▶ _Exercise goal_
I would like each line of the data that holds the word "static" copied out.

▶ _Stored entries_
# # # # # # #

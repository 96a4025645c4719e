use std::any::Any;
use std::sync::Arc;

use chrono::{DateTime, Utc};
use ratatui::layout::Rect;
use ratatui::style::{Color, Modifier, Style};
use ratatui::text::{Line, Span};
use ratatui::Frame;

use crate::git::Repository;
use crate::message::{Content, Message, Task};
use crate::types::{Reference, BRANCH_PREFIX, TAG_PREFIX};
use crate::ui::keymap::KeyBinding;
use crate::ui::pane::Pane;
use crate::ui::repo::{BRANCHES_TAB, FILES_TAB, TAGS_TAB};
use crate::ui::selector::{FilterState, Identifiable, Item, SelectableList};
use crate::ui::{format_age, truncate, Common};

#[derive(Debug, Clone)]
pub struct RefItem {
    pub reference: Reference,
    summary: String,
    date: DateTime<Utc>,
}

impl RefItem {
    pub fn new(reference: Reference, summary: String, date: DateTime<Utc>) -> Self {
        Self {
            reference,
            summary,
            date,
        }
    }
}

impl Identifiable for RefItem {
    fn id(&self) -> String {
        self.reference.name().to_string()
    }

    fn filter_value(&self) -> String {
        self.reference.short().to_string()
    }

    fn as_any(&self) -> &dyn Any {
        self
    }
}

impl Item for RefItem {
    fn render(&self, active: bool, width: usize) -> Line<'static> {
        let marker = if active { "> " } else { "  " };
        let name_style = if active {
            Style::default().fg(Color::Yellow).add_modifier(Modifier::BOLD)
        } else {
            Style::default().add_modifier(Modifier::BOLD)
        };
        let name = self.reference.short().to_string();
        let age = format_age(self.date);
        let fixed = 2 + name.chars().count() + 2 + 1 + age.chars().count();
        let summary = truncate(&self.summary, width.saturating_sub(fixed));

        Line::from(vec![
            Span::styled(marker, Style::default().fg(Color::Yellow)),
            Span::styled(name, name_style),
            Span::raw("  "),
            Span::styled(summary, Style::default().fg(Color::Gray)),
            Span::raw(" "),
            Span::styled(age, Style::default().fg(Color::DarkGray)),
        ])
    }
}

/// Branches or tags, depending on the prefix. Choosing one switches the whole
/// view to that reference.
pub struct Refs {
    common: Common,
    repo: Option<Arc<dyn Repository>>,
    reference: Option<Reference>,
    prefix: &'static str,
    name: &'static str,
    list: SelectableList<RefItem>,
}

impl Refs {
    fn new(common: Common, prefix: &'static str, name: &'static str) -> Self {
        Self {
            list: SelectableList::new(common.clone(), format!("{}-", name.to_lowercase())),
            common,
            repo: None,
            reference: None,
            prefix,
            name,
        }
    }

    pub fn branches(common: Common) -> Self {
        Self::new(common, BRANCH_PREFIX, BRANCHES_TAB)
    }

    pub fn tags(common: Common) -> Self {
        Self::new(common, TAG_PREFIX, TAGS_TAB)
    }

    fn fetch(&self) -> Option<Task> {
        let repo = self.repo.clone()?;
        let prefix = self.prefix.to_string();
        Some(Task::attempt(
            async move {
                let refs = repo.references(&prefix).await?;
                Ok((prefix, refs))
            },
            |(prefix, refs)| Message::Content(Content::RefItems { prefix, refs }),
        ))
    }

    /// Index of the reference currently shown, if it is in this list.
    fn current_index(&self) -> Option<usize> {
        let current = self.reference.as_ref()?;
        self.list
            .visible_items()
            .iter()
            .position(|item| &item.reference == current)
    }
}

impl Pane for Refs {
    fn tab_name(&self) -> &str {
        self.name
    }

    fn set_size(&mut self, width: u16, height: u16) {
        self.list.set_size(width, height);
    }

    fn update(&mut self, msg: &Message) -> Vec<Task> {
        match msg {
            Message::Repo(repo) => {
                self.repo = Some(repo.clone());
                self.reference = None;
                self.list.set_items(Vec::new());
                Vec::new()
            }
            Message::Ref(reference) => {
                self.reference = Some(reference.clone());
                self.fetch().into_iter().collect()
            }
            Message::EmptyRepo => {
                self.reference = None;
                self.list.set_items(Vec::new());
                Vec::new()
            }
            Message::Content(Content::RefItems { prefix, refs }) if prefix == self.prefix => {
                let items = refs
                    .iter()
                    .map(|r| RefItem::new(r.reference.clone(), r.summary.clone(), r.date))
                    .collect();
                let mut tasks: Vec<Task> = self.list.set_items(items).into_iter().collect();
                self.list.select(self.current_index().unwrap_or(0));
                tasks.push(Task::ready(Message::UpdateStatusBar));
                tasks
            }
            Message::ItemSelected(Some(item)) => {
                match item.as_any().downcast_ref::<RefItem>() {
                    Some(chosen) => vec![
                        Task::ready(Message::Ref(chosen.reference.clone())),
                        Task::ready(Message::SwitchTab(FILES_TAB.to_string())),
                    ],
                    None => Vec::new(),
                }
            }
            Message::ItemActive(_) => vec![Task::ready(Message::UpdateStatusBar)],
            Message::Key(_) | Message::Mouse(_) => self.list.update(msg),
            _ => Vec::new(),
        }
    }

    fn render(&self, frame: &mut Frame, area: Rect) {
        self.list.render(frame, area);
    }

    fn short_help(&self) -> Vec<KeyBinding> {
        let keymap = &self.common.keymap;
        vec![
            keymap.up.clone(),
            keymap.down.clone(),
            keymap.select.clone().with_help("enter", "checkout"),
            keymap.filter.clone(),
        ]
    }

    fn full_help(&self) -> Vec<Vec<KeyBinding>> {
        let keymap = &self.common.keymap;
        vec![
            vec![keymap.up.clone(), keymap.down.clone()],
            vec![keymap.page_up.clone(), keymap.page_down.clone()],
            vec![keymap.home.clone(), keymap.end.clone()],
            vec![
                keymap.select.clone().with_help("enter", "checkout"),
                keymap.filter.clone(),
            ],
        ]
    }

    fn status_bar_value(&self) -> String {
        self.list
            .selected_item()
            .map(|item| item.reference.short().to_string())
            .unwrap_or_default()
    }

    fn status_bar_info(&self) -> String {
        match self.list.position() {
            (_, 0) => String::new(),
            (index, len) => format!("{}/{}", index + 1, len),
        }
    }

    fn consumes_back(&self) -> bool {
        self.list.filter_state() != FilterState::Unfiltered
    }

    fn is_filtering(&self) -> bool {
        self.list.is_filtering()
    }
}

# # # # # # #

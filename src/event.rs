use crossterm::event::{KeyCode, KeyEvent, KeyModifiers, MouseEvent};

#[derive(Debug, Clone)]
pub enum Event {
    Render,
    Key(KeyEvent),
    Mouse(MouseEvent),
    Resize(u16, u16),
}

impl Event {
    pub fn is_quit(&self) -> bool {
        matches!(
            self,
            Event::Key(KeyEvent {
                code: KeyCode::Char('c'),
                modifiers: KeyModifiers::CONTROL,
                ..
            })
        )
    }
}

# # # # # # #

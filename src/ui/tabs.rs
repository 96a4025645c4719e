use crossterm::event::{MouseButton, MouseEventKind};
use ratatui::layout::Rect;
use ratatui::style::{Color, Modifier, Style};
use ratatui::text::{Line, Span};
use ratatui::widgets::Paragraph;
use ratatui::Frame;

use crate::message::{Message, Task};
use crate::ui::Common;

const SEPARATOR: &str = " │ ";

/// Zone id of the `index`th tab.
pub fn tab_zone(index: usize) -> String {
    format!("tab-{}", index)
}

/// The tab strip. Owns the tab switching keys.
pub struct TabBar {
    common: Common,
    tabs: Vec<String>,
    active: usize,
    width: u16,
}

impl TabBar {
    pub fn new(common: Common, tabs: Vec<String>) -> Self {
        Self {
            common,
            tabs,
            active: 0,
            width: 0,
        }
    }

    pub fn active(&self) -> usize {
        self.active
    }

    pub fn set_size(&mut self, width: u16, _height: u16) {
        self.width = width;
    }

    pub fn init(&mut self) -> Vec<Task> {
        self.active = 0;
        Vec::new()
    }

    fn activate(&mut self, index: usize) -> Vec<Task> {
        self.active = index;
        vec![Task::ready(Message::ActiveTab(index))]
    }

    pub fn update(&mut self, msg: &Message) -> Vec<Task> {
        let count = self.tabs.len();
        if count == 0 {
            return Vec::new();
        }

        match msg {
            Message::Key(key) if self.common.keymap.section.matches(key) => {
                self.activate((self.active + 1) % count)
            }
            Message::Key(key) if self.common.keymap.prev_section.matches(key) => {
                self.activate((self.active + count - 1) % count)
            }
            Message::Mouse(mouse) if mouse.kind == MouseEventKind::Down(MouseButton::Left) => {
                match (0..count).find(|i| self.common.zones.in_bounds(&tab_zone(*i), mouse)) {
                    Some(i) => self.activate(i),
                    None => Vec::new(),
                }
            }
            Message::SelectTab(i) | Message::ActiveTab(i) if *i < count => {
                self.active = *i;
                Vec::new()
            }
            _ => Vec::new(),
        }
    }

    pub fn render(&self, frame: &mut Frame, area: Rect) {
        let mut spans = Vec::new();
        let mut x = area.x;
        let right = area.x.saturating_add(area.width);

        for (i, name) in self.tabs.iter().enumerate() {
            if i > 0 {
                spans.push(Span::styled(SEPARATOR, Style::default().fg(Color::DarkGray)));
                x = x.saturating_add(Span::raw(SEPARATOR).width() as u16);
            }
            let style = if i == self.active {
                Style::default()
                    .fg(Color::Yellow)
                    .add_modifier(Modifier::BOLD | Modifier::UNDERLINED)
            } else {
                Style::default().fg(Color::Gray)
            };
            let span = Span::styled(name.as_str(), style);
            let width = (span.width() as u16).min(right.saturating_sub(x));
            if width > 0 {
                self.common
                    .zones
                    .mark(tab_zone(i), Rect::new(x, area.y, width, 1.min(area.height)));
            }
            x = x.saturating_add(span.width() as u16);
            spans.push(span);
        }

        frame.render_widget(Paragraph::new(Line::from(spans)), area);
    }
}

# # # # # # #

▶ _Result of this exercise_
    fn render(&self, active: bool, width: usize) -> Line<'static> {
    prefix: &'static str,
    name: &'static str,
    fn new(common: Common, prefix: &'static str, name: &'static str) -> Self {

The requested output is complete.